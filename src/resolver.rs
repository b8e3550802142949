use crate::lookup::EntityLookup;
use crate::models::Submission;
use crate::pagination::{Page, PageRequest};
use crate::store::{StoreError, SubmissionQuery, SubmissionStore};

/// Which filters a request carried. Decided once, up front.
#[derive(Debug, Clone, PartialEq, Eq)]
pub enum SubmissionFilter {
    Both { user: String, kind: String },
    UserOnly(String),
    TypeOnly(String),
    Neither,
}

impl SubmissionFilter {
    pub fn from_params(user: Option<String>, kind: Option<String>) -> Self {
        match (user, kind) {
            (Some(user), Some(kind)) => SubmissionFilter::Both { user, kind },
            (Some(user), None) => SubmissionFilter::UserOnly(user),
            (None, Some(kind)) => SubmissionFilter::TypeOnly(kind),
            (None, None) => SubmissionFilter::Neither,
        }
    }

    /// The single filter the search listing honours: `user` wins over `type`,
    /// and no filter at all means nothing to search for.
    pub fn for_search(self) -> Option<Self> {
        match self {
            SubmissionFilter::Both { user, .. } => Some(SubmissionFilter::UserOnly(user)),
            SubmissionFilter::Neither => None,
            single => Some(single),
        }
    }
}

/// Resolve every filter to an id. `None` means some filter did not resolve
/// and the listing is empty. Lookups run user first, and an unknown user
/// stops resolution before the type is looked at.
pub async fn resolve_filter(
    lookup: &EntityLookup,
    filter: &SubmissionFilter,
) -> Result<Option<SubmissionQuery>, StoreError> {
    let query = match filter {
        SubmissionFilter::Both { user, kind } => {
            let Some(user) = lookup.find_user_by_login_pattern(user).await? else {
                return Ok(None);
            };
            let Some(assessment) = lookup.find_assessment_by_type_pattern(kind).await? else {
                return Ok(None);
            };
            SubmissionQuery::ByUserAndAssessment {
                user_id: user.id,
                assessment_id: assessment.id,
            }
        }
        SubmissionFilter::UserOnly(user) => match lookup.find_user_by_login_pattern(user).await? {
            Some(user) => SubmissionQuery::ByUser(user.id),
            None => return Ok(None),
        },
        SubmissionFilter::TypeOnly(kind) => {
            match lookup.find_assessment_by_type_pattern(kind).await? {
                Some(assessment) => SubmissionQuery::ByAssessment(assessment.id),
                None => return Ok(None),
            }
        }
        SubmissionFilter::Neither => SubmissionQuery::All,
    };
    Ok(Some(query))
}

/// Primary listing: no filters lists every submission.
pub async fn resolve_submission_query(
    lookup: &EntityLookup,
    submissions: &dyn SubmissionStore,
    user: Option<String>,
    kind: Option<String>,
    page: &PageRequest,
) -> Result<Page<Submission>, StoreError> {
    let filter = SubmissionFilter::from_params(user, kind);
    fetch(lookup, submissions, &filter, page).await
}

/// Search listing: at most one filter is used and no filter yields an empty page.
pub async fn resolve_submission_search(
    lookup: &EntityLookup,
    submissions: &dyn SubmissionStore,
    user: Option<String>,
    kind: Option<String>,
    page: &PageRequest,
) -> Result<Page<Submission>, StoreError> {
    match SubmissionFilter::from_params(user, kind).for_search() {
        Some(filter) => fetch(lookup, submissions, &filter, page).await,
        None => Ok(Page::empty(page)),
    }
}

async fn fetch(
    lookup: &EntityLookup,
    submissions: &dyn SubmissionStore,
    filter: &SubmissionFilter,
    page: &PageRequest,
) -> Result<Page<Submission>, StoreError> {
    match resolve_filter(lookup, filter).await? {
        Some(query) => {
            tracing::debug!("Listing submissions for {query:?}");
            submissions.find_page(&query, page).await
        }
        None => {
            tracing::debug!("Filter {filter:?} did not resolve, returning an empty page");
            Ok(Page::empty(page))
        }
    }
}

What you have to do:
A faithful, word-for-word transcription of the data above is required.

Your response:
filename src/resolver.rs
repository b8e3550802142949
use crate::lookup::EntityLookup;
use crate::models::Submission;
use crate::pagination::{Page, PageRequest};
use crate::store::{StoreError, SubmissionQuery, SubmissionStore};

/// Which filters a request carried. Decided once, up front.
#[derive(Debug, Clone, PartialEq, Eq)]
pub enum SubmissionFilter {
    Both { user: String, kind: String },
    UserOnly(String),
    TypeOnly(String),
    Neither,
}

impl SubmissionFilter {
    pub fn from_params(user: Option<String>, kind: Option<String>) -> Self {
        match (user, kind) {
            (Some(user), Some(kind)) => SubmissionFilter::Both { user, kind },
            (Some(user), None) => SubmissionFilter::UserOnly(user),
            (None, Some(kind)) => SubmissionFilter::TypeOnly(kind),
            (None, None) => SubmissionFilter::Neither,
        }
    }

    /// The single filter the search listing honours: `user` wins over `type`,
    /// and no filter at all means nothing to search for.
    pub fn for_search(self) -> Option<Self> {
        match self {
            SubmissionFilter::Both { user, .. } => Some(SubmissionFilter::UserOnly(user)),
            SubmissionFilter::Neither => None,
            single => Some(single),
        }
    }
}

/// Resolve every filter to an id. `None` means some filter did not resolve
/// and the listing is empty. Lookups run user first, and an unknown user
/// stops resolution before the type is looked at.
pub async fn resolve_filter(
    lookup: &EntityLookup,
    filter: &SubmissionFilter,
) -> Result<Option<SubmissionQuery>, StoreError> {
    let query = match filter {
        SubmissionFilter::Both { user, kind } => {
            let Some(user) = lookup.find_user_by_login_pattern(user).await? else {
                return Ok(None);
            };
            let Some(assessment) = lookup.find_assessment_by_type_pattern(kind).await? else {
                return Ok(None);
            };
            SubmissionQuery::ByUserAndAssessment {
                user_id: user.id,
                assessment_id: assessment.id,
            }
        }
        SubmissionFilter::UserOnly(user) => match lookup.find_user_by_login_pattern(user).await? {
            Some(user) => SubmissionQuery::ByUser(user.id),
            None => return Ok(None),
        },
        SubmissionFilter::TypeOnly(kind) => {
            match lookup.find_assessment_by_type_pattern(kind).await? {
                Some(assessment) => SubmissionQuery::ByAssessment(assessment.id),
                None => return Ok(None),
            }
        }
        SubmissionFilter::Neither => SubmissionQuery::All,
    };
    Ok(Some(query))
}

/// Primary listing: no filters lists every submission.
pub async fn resolve_submission_query(
    lookup: &EntityLookup,
    submissions: &dyn SubmissionStore,
    user: Option<String>,
    kind: Option<String>,
    page: &PageRequest,
) -> Result<Page<Submission>, StoreError> {
    let filter = SubmissionFilter::from_params(user, kind);
    fetch(lookup, submissions, &filter, page).await
}

/// Search listing: at most one filter is used and no filter yields an empty page.
pub async fn resolve_submission_search(
    lookup: &EntityLookup,
    submissions: &dyn SubmissionStore,
    user: Option<String>,
    kind: Option<String>,
    page: &PageRequest,
) -> Result<Page<Submission>, StoreError> {
    match SubmissionFilter::from_params(user, kind).for_search() {
        Some(filter) => fetch(lookup, submissions, &filter, page).await,
        None => Ok(Page::empty(page)),
    }
}

async fn fetch(
    lookup: &EntityLookup,
    submissions: &dyn SubmissionStore,
    filter: &SubmissionFilter,
    page: &PageRequest,
) -> Result<Page<Submission>, StoreError> {
    match resolve_filter(lookup, filter).await? {
        Some(query) => {
            tracing::debug!("Listing submissions for {query:?}");
            submissions.find_page(&query, page).await
        }
        None => {
            tracing::debug!("Filter {filter:?} did not resolve, returning an empty page");
            Ok(Page::empty(page))
        }
    }
}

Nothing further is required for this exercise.